___ Supplied entries
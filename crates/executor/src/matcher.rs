//! Matching of actual values against expected values.
//!
//! Rules:
//! - Numbers compare by value across int32, int64 and double.
//! - A root-level document may carry fields the expectation does not name.
//!   Nested documents may not. Elements of a root-level array are root-level.
//! - Arrays must have the same length and match element by element.
//! - A document whose single key starts with `$$` is an operator:
//!
//! | Operator | Meaning |
//! |----------|---------|
//! | `$$exists: bool` | field presence (field position only) |
//! | `$$type: name \| [names]` | type alias; `number` matches any numeric |
//! | `$$unsetOrMatches: value` | field absent, or matches `value` |
//! | `$$sessionLsid: id` | equals the lsid of session entity `id` |
//! | `$$matchesEntity: id` | matches the value saved as entity `id` |
//! | `$$lte: number` | numeric, at most `number` |

use std::fmt;

use bson::{Bson, Document};
use unified_core::document::{as_number, type_name, values_equal};

use crate::entity::EntityMap;

/// Where and why a match failed.
#[derive(Debug, Clone, PartialEq, Eq)]
pub struct Mismatch {
    pub path: String,
    pub reason: String,
}

impl fmt::Display for Mismatch {
    fn fmt(&self, f: &mut fmt::Formatter<'_>) -> fmt::Result {
        write!(f, "{}: {}", self.path, self.reason)
    }
}

type MatchResult = std::result::Result<(), Mismatch>;

/// Match with root-level extra-field leniency.
pub fn match_root(expected: &Bson, actual: &Bson, entities: &EntityMap) -> MatchResult {
    Matcher { entities }.value(expected, actual, "$", true)
}

/// Match without extra-field leniency at any level.
pub fn match_exact(expected: &Bson, actual: &Bson, entities: &EntityMap) -> MatchResult {
    Matcher { entities }.value(expected, actual, "$", false)
}

/// Operator name of an expectation such as `{ "$$type": "int" }`.
fn special_operator(expected: &Document) -> Option<(&str, &Bson)> {
    if expected.len() != 1 {
        return None;
    }
    let (key, value) = expected.iter().next()?;
    key.starts_with("$$").then_some((key.as_str(), value))
}

fn mismatch(path: &str, reason: impl Into<String>) -> MatchResult {
    Err(Mismatch {
        path: path.to_string(),
        reason: reason.into(),
    })
}

struct Matcher<'a> {
    entities: &'a EntityMap,
}

impl Matcher<'_> {
    fn value(&self, expected: &Bson, actual: &Bson, path: &str, root: bool) -> MatchResult {
        match expected {
            Bson::Document(expected) => {
                if let Some((operator, argument)) = special_operator(expected) {
                    return self.operator(operator, argument, Some(actual), path, root);
                }
                match actual {
                    Bson::Document(actual) => self.document(expected, actual, path, root),
                    other => mismatch(path, format!("expected a document, got {}", type_name(other))),
                }
            }
            Bson::Array(expected) => {
                let Bson::Array(actual) = actual else {
                    return mismatch(path, format!("expected an array, got {}", type_name(actual)));
                };
                if expected.len() != actual.len() {
                    return mismatch(
                        path,
                        format!("expected {} elements, got {}", expected.len(), actual.len()),
                    );
                }
                for (i, (e, a)) in expected.iter().zip(actual.iter()).enumerate() {
                    self.value(e, a, &format!("{}[{}]", path, i), root)?;
                }
                Ok(())
            }
            _ => {
                if values_equal(expected, actual) {
                    Ok(())
                } else {
                    mismatch(path, format!("expected {}, got {}", expected, actual))
                }
            }
        }
    }

    fn document(&self, expected: &Document, actual: &Document, path: &str, root: bool) -> MatchResult {
        for (key, value) in expected {
            let field_path = format!("{}.{}", path, key);
            if let Bson::Document(inner) = value {
                if let Some((operator, argument)) = special_operator(inner) {
                    if operator == "$$exists" || actual.get(key).is_none() {
                        self.operator(operator, argument, actual.get(key), &field_path, false)?;
                        continue;
                    }
                }
            }
            match actual.get(key) {
                Some(actual_value) => self.value(value, actual_value, &field_path, false)?,
                None => return mismatch(&field_path, "missing field"),
            }
        }
        if !root {
            if let Some(extra) = actual.keys().find(|k| !expected.contains_key(k.as_str())) {
                return mismatch(&format!("{}.{}", path, extra), "unexpected field");
            }
        }
        Ok(())
    }

    fn operator(
        &self,
        operator: &str,
        argument: &Bson,
        actual: Option<&Bson>,
        path: &str,
        root: bool,
    ) -> MatchResult {
        match operator {
            "$$exists" => {
                let Bson::Boolean(should_exist) = argument else {
                    return mismatch(path, "$$exists requires a boolean");
                };
                match (actual.is_some(), *should_exist) {
                    (true, false) => mismatch(path, "field should not exist"),
                    (false, true) => mismatch(path, "field should exist"),
                    _ => Ok(()),
                }
            }
            "$$unsetOrMatches" => match actual {
                None => Ok(()),
                Some(actual) => self.value(argument, actual, path, root),
            },
            _ => {
                let Some(actual) = actual else {
                    return mismatch(path, "missing field");
                };
                match operator {
                    "$$type" => self.type_check(argument, actual, path),
                    "$$sessionLsid" => self.session_lsid(argument, actual, path),
                    "$$matchesEntity" => self.matches_entity(argument, actual, path, root),
                    "$$lte" => match (as_number(argument), as_number(actual)) {
                        (Some(limit), Some(value)) if value <= limit => Ok(()),
                        (Some(_), Some(_)) => mismatch(path, format!("{} is greater than {}", actual, argument)),
                        _ => mismatch(path, "$$lte requires numbers"),
                    },
                    other => mismatch(path, format!("unsupported operator {}", other)),
                }
            }
        }
    }

    fn type_check(&self, argument: &Bson, actual: &Bson, path: &str) -> MatchResult {
        let names: Vec<&str> = match argument {
            Bson::String(name) => vec![name.as_str()],
            Bson::Array(names) => names.iter().filter_map(Bson::as_str).collect(),
            _ => return mismatch(path, "$$type requires a string or a list of strings"),
        };
        let actual_type = type_name(actual);
        let matched = names.iter().any(|name| {
            *name == actual_type
                || (*name == "number" && matches!(actual_type, "int" | "long" | "double" | "decimal"))
        });
        if matched {
            Ok(())
        } else {
            mismatch(path, format!("expected type {}, got {}", names.join(" or "), actual_type))
        }
    }

    fn session_lsid(&self, argument: &Bson, actual: &Bson, path: &str) -> MatchResult {
        let Some(id) = argument.as_str() else {
            return mismatch(path, "$$sessionLsid requires an entity id");
        };
        let session = self.entities.session(id).map_err(|e| Mismatch {
            path: path.to_string(),
            reason: e.to_string(),
        })?;
        let lsid = Bson::Document(session.lsid());
        if values_equal(&lsid, actual) {
            Ok(())
        } else {
            mismatch(path, format!("expected lsid of session {}, got {}", id, actual))
        }
    }

    fn matches_entity(&self, argument: &Bson, actual: &Bson, path: &str, root: bool) -> MatchResult {
        let Some(id) = argument.as_str() else {
            return mismatch(path, "$$matchesEntity requires an entity id");
        };
        let saved = self.entities.value(id).map_err(|e| Mismatch {
            path: path.to_string(),
            reason: e.to_string(),
        })?;
        self.value(saved, actual, path, root)
    }
}

#[cfg(test)]
mod tests {
    use super::*;
    use bson::doc;

    fn root(expected: Document, actual: Document) -> MatchResult {
        match_root(&Bson::Document(expected), &Bson::Document(actual), &EntityMap::new())
    }

    #[test]
    fn root_allows_extra_fields_but_nested_does_not() {
        assert!(root(doc! { "a": 1 }, doc! { "a": 1, "b": 2 }).is_ok());
        let err = root(doc! { "a": { "x": 1 } }, doc! { "a": { "x": 1, "y": 2 } }).unwrap_err();
        assert_eq!(err.path, "$.a.y");
    }

    #[test]
    fn exact_rejects_root_extra_fields() {
        let result = match_exact(
            &Bson::Document(doc! { "a": 1 }),
            &Bson::Document(doc! { "a": 1, "b": 2 }),
            &EntityMap::new(),
        );
        assert!(result.is_err());
    }

    #[test]
    fn numbers_are_normalised() {
        assert!(root(doc! { "n": 1 }, doc! { "n": 1i64 }).is_ok());
        assert!(root(doc! { "n": 1.0 }, doc! { "n": 1 }).is_ok());
        assert!(root(doc! { "n": 1 }, doc! { "n": 2 }).is_err());
    }

    #[test]
    fn exists_and_unset_or_matches() {
        assert!(root(doc! { "a": { "$$exists": false } }, doc! { "b": 1 }).is_ok());
        assert!(root(doc! { "a": { "$$exists": true } }, doc! { "b": 1 }).is_err());
        assert!(root(doc! { "a": { "$$exists": false } }, doc! { "a": 1 }).is_err());
        assert!(root(doc! { "a": { "$$unsetOrMatches": 5 } }, doc! {}).is_ok());
        assert!(root(doc! { "a": { "$$unsetOrMatches": 5 } }, doc! { "a": 5 }).is_ok());
        assert!(root(doc! { "a": { "$$unsetOrMatches": 5 } }, doc! { "a": 6 }).is_err());
    }

    #[test]
    fn type_operator_accepts_lists_and_number() {
        assert!(root(doc! { "a": { "$$type": "int" } }, doc! { "a": 1 }).is_ok());
        assert!(root(doc! { "a": { "$$type": ["long", "string"] } }, doc! { "a": "x" }).is_ok());
        assert!(root(doc! { "a": { "$$type": "number" } }, doc! { "a": 1.5 }).is_ok());
        assert!(root(doc! { "a": { "$$type": "objectId" } }, doc! { "a": 1 }).is_err());
    }

    #[test]
    fn arrays_require_equal_length() {
        let err = root(doc! { "a": [1, 2] }, doc! { "a": [1, 2, 3] }).unwrap_err();
        assert_eq!(err.path, "$.a");
    }

    #[test]
    fn lte_compares_numerically() {
        assert!(root(doc! { "t": { "$$lte": 10 } }, doc! { "t": 3i64 }).is_ok());
        assert!(root(doc! { "t": { "$$lte": 10 } }, doc! { "t": 11 }).is_err());
    }
}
______
Starting with the first line of the listing, output each line exactly until you have included the one containing "any numeric |".

> **Written answer**:
filename crates/executor/src/matcher.rs
//! Matching of actual values against expected values.
//!
//! Rules:
//! - Numbers compare by value across int32, int64 and double.
//! - A root-level document may carry fields the expectation does not name.
//!   Nested documents may not. Elements of a root-level array are root-level.
//! - Arrays must have the same length and match element by element.
//! - A document whose single key starts with `$$` is an operator:
//!
//! | Operator | Meaning |
//! |----------|---------|
//! | `$$exists: bool` | field presence (field position only) |
//! | `$$type: name \| [names]` | type alias; `number` matches any numeric |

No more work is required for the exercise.